## Source records:

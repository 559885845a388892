//! SSE frame encoder for workflow events.
//!
//! The client only decodes, but mock servers and the scripted API need the
//! server-side framing to feed the decoder realistic bytes.

use crate::types::WorkflowEvent;
use std::sync::atomic::{AtomicU64, Ordering};

/// Frame encoder that numbers events the way the server does.
pub struct FrameEncoder {
    event_id: AtomicU64,
}

impl FrameEncoder {
    pub fn new() -> Self {
        Self {
            event_id: AtomicU64::new(0),
        }
    }

    /// Encode one event as an SSE frame.
    /// Returns (event_id, frame)
    pub fn encode(&self, event: &WorkflowEvent) -> Result<(u64, String), serde_json::Error> {
        let event_id = self.event_id.fetch_add(1, Ordering::SeqCst);
        let data = serde_json::to_string(event)?;

        // id: <event_id>
        // event: <event_type>
        // data: <json>
        // (empty line to end frame)
        let frame = format!(
            "id: {}\nevent: {}\ndata: {}\n\n",
            event_id, event.event_type, data
        );

        Ok((event_id, frame))
    }

    /// Next id to be assigned
    pub fn current_event_id(&self) -> u64 {
        self.event_id.load(Ordering::SeqCst)
    }
}

impl Default for FrameEncoder {
    fn default() -> Self {
        Self::new()
    }
}

/// Keep-alive comment frame
pub fn encode_comment(comment: &str) -> String {
    format!(": {}\n\n", comment)
}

## Instructions to follow:
For the string "comment", tally the lines above that contain it and give only the figure.

## Answer space:
3